Lines below that include the word "order" should each be copied.
------ EXERCISE DATA
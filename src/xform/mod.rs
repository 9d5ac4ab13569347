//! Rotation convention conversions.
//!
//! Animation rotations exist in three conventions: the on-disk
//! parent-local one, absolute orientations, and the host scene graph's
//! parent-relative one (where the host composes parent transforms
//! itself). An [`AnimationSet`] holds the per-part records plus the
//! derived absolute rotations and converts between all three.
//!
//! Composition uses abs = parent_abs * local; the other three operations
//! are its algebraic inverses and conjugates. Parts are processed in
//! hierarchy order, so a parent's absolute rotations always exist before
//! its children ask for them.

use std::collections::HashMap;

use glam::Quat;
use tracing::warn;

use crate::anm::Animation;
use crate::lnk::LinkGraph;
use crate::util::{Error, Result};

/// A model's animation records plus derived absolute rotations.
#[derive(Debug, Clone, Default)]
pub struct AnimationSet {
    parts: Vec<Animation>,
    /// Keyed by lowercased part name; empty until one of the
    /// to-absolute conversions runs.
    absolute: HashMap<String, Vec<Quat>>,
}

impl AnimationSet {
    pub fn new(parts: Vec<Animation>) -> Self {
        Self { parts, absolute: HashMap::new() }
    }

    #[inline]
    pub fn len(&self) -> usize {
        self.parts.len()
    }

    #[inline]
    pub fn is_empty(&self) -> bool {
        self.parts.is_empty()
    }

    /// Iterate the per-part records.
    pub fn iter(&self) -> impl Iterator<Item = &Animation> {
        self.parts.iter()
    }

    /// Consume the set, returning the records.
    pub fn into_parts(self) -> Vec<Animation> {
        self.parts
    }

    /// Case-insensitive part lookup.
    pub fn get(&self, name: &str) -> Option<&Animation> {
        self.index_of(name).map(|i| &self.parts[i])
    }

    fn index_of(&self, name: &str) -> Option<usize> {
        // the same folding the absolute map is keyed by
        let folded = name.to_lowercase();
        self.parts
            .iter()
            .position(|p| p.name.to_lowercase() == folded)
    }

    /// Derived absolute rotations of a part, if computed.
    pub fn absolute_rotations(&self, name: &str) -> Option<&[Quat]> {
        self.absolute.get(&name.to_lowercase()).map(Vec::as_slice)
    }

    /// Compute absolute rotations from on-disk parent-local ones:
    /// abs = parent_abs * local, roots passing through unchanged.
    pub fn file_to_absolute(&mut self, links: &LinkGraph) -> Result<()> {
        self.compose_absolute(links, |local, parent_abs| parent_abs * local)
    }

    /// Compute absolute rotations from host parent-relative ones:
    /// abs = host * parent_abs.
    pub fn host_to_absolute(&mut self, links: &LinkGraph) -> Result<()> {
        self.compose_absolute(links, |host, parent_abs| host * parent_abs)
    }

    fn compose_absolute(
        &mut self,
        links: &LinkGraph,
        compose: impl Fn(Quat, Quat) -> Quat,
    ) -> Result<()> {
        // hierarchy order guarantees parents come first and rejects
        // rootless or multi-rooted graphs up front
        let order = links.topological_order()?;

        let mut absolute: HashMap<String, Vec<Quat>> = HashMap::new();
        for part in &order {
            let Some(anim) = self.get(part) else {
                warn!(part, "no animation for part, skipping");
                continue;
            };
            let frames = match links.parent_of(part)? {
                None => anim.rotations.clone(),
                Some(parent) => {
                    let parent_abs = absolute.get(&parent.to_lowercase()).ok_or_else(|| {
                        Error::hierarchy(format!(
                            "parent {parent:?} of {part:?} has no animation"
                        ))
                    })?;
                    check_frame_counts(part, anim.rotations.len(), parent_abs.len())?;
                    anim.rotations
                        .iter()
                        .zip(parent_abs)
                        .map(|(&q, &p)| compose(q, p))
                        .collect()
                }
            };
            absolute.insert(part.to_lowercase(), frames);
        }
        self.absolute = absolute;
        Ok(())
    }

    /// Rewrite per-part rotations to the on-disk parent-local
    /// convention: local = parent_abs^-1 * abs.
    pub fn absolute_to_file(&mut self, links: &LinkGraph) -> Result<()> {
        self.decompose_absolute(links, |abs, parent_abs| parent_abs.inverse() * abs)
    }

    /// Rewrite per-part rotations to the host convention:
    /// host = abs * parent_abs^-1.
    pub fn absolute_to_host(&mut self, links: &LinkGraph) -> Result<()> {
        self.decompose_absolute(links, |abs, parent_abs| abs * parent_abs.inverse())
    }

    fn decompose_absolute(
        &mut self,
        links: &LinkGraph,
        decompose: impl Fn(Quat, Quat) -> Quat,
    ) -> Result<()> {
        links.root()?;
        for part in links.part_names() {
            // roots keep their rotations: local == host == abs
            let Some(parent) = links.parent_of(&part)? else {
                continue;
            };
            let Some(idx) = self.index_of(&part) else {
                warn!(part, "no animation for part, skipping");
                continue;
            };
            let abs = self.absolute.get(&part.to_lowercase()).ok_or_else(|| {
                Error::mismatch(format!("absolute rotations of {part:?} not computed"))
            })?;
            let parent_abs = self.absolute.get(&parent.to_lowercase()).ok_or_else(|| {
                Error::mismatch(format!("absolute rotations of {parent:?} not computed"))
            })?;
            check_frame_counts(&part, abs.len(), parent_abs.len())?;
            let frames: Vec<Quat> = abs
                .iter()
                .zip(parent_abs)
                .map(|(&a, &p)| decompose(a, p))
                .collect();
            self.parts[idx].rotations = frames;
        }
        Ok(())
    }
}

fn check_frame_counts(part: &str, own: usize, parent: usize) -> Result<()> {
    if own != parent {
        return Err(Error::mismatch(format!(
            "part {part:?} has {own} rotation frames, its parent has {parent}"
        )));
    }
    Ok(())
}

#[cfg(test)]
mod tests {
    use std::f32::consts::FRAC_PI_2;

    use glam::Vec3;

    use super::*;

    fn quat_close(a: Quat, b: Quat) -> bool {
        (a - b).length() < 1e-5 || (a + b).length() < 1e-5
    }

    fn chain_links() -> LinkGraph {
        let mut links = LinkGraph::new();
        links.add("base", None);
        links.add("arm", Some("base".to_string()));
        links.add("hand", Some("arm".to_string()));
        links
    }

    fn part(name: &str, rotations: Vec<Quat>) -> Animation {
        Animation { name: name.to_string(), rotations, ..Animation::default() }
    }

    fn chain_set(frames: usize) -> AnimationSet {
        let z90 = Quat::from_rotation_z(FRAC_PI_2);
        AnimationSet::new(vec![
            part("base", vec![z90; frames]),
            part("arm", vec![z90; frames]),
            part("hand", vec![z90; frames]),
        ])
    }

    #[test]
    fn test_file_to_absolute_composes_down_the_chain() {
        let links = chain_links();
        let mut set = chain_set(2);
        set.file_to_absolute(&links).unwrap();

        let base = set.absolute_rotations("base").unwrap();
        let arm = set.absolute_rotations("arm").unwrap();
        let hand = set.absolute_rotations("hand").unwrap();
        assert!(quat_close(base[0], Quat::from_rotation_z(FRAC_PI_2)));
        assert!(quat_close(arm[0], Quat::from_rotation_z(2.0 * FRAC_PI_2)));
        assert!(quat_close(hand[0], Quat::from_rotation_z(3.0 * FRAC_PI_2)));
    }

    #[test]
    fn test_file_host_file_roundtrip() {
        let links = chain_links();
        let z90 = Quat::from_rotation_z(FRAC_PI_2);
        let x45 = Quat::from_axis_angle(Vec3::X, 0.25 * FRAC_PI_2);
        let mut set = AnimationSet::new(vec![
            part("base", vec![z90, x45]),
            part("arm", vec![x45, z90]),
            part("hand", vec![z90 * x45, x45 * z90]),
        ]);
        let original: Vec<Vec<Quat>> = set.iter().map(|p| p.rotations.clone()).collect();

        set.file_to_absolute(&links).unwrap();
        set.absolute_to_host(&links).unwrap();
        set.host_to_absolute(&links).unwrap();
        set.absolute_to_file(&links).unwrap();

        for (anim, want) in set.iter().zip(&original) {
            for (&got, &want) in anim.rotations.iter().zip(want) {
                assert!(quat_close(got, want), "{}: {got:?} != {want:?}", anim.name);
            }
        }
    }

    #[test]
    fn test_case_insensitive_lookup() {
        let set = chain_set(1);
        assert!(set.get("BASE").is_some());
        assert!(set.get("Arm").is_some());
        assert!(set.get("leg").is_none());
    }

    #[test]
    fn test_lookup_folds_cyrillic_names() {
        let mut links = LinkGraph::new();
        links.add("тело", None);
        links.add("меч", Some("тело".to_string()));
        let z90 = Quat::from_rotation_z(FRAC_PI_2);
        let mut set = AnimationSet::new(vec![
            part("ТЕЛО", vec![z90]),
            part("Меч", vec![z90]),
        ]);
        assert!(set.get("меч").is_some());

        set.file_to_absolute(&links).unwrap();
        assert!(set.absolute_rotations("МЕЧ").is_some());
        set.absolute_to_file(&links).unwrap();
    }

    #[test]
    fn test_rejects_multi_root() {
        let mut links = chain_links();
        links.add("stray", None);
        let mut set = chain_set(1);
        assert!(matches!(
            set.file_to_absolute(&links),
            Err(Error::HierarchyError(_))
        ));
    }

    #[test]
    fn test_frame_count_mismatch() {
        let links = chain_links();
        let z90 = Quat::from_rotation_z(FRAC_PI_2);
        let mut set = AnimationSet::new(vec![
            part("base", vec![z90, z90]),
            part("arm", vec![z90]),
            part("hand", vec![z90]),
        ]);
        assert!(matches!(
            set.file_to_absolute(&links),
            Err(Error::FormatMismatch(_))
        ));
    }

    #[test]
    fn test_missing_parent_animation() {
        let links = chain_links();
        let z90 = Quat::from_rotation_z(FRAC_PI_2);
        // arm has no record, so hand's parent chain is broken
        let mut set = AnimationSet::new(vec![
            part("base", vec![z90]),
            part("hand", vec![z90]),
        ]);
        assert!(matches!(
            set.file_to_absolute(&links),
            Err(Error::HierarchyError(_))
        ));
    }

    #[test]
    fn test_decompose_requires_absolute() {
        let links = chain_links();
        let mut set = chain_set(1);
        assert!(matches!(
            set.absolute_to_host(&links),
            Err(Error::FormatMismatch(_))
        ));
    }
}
------------
**ANSWER SPACE:**
//! hierarchy order, so a parent's absolute rotations always exist before
        // hierarchy order guarantees parents come first and rejects
        let order = links.topological_order()?;
        for part in &order {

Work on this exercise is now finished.